▸ **Dataset excerpts**:
++++++

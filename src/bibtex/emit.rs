//! # BibTeX emission (§8 round-trip property, §6 `to_bibtex`)
//! Re-serializes [`Entry`] values back to BibTeX source text. Every field value is emitted as a
//! braced string by [`to_bibtex`]; this is deliberately the simplest representation the grammar
//! allows, rather than reproducing whatever literal form (quoted, macro reference,
//! concatenation) the source document used. [`to_bibtex_preserving`] covers the other case: an
//! entry re-emitted unchanged from a format-preservation-mode parse comes back byte-identical
//! to what was originally read, by re-using the captured raw source text instead of
//! re-rendering it (§4.B "format preservation mode").
use std::collections::HashMap;

use crate::bibtex::parser::ParseOutcome;
use crate::entry::Entry;

/// Escape nothing: BibTeX braced values may contain any character except an unbalanced brace.
/// Braces that occur in field values (rare, but legal in titles with nested emphasis groups)
/// are passed through as-is and are expected to already be balanced.
fn emit_field(buf: &mut String, name: &str, value: &str) {
    buf.push_str("  ");
    buf.push_str(name);
    buf.push_str(" = {");
    buf.push_str(value);
    buf.push_str("},\n");
}

/// Serialize a single entry as one `@type{key, field = {value}, ...}` block.
pub fn to_bibtex(entry: &Entry) -> String {
    let mut buf = String::new();
    buf.push('@');
    buf.push_str(entry.entry_type.as_str());
    buf.push('{');
    buf.push_str(entry.key.as_str());
    buf.push_str(",\n");
    for (name, value) in entry.fields.iter() {
        emit_field(&mut buf, name, &value);
    }
    if buf.ends_with(",\n") {
        buf.truncate(buf.len() - 2);
        buf.push('\n');
    }
    buf.push_str("}\n");
    buf
}

/// Serialize a sequence of entries, separated by a blank line, in the order given.
pub fn to_bibtex_many<'a>(entries: impl IntoIterator<Item = &'a Entry>) -> String {
    let mut buf = String::new();
    for entry in entries {
        if !buf.is_empty() {
            buf.push('\n');
        }
        buf.push_str(&to_bibtex(entry));
    }
    buf
}

/// Serialize `entries`, preferring a byte-identical reproduction of each entry's original
/// source text wherever `original` (a [`crate::bibtex::parser::parse_str_preserving`] result
/// covering the same source) shows it unchanged since that parse, and falling back to
/// [`to_bibtex`]'s rendering for anything new, edited, or retyped (§4.B, §8 "unchanged bytes
/// re-emit byte-identically").
pub fn to_bibtex_preserving<'a>(
    entries: impl IntoIterator<Item = &'a Entry>,
    original: &ParseOutcome,
) -> String {
    let raw_by_key: HashMap<&str, &str> = original
        .entries
        .iter()
        .zip(original.raw_records.iter())
        .map(|(keyed, raw)| (keyed.key.as_str(), raw.as_str()))
        .collect();

    let mut buf = String::new();
    for entry in entries {
        if !buf.is_empty() {
            buf.push('\n');
        }
        let matches_original = original
            .entries
            .iter()
            .find(|keyed| keyed.key == entry.key.as_str())
            .is_some_and(|keyed| {
                keyed.entry_type.eq_ignore_ascii_case(entry.entry_type.as_str()) && keyed.fields == entry.fields
            });

        if matches_original {
            if let Some(raw) = raw_by_key.get(entry.key.as_str()) {
                buf.push_str(raw);
                if !raw.ends_with('\n') {
                    buf.push('\n');
                }
                continue;
            }
        }
        buf.push_str(&to_bibtex(entry));
    }
    buf
}

#[cfg(test)]
mod tests {
    use super::*;
    use crate::bibtex::parser::{parse_str, parse_str_preserving};
    use crate::entry::{EntryKey, EntryType, Fields};

    fn smith_entry() -> Entry {
        let mut fields = Fields::default();
        fields.set("author", "Smith, John");
        fields.set("title", "A Study of Things");
        fields.set("journal", "Journal of Studies");
        fields.set("year", "2024");
        fields.set("doi", "10.1000/xyz123");
        Entry::new(EntryKey::new("smith2024").unwrap(), EntryType::Article, fields)
    }

    #[test]
    fn emits_a_parseable_entry() {
        let entry = smith_entry();
        let text = to_bibtex(&entry);
        assert!(text.starts_with("@article{smith2024,\n"));
        assert!(text.ends_with("}\n"));
        assert!(!text.contains(",\n}"), "trailing comma before closing brace: {text}");
    }

    #[test]
    fn round_trips_through_the_parser() {
        let entry = smith_entry();
        let text = to_bibtex(&entry);
        let outcome = parse_str(&text);
        assert!(!outcome.has_errors(), "{:?}", outcome.errors);
        assert_eq!(outcome.entries.len(), 1);
        let parsed = &outcome.entries[0];
        assert_eq!(parsed.key, "smith2024");
        assert_eq!(parsed.entry_type, "article");
        assert_eq!(parsed.fields.title.as_deref(), Some("A Study of Things"));
        assert_eq!(parsed.fields.doi.as_deref(), Some("10.1000/xyz123"));
        assert_eq!(parsed.fields.year, Some(2024));
    }

    #[test]
    fn many_entries_are_separated_by_a_blank_line() {
        let a = smith_entry();
        let b = a.with_key(EntryKey::new("smith2024b").unwrap());
        let text = to_bibtex_many([&a, &b]);
        assert_eq!(text.matches("@article").count(), 2);
        assert!(text.contains("}\n\n@article"));
    }

    #[test]
    fn preserving_mode_re_emits_unchanged_entries_byte_identically() {
        let src = "@article{smith2024,\n  title   = {Quantum},\n  year = 2024\n}\n";
        let original = parse_str_preserving(src);
        assert_eq!(original.raw_records.len(), 1);
        let entry = original.entries[0].clone().into_entry().unwrap();

        let text = to_bibtex_preserving([&entry], &original);
        assert_eq!(text, src);
    }

    #[test]
    fn preserving_mode_falls_back_to_rendering_for_edited_entries() {
        let src = "@article{smith2024,\n  title = {Quantum},\n  year = 2024\n}\n";
        let original = parse_str_preserving(src);
        let entry = original.entries[0].clone().into_entry().unwrap().with_field("title", "Revised");

        let text = to_bibtex_preserving([&entry], &original);
        assert_ne!(text, src);
        assert!(text.contains("Revised"));
    }
}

++++++

▸ **Prompt**:
Collect every line with the string "HashMap" from the records, and copy each.

▸ **Response to this task**:
use std::collections::HashMap;
    let raw_by_key: HashMap<&str, &str> = original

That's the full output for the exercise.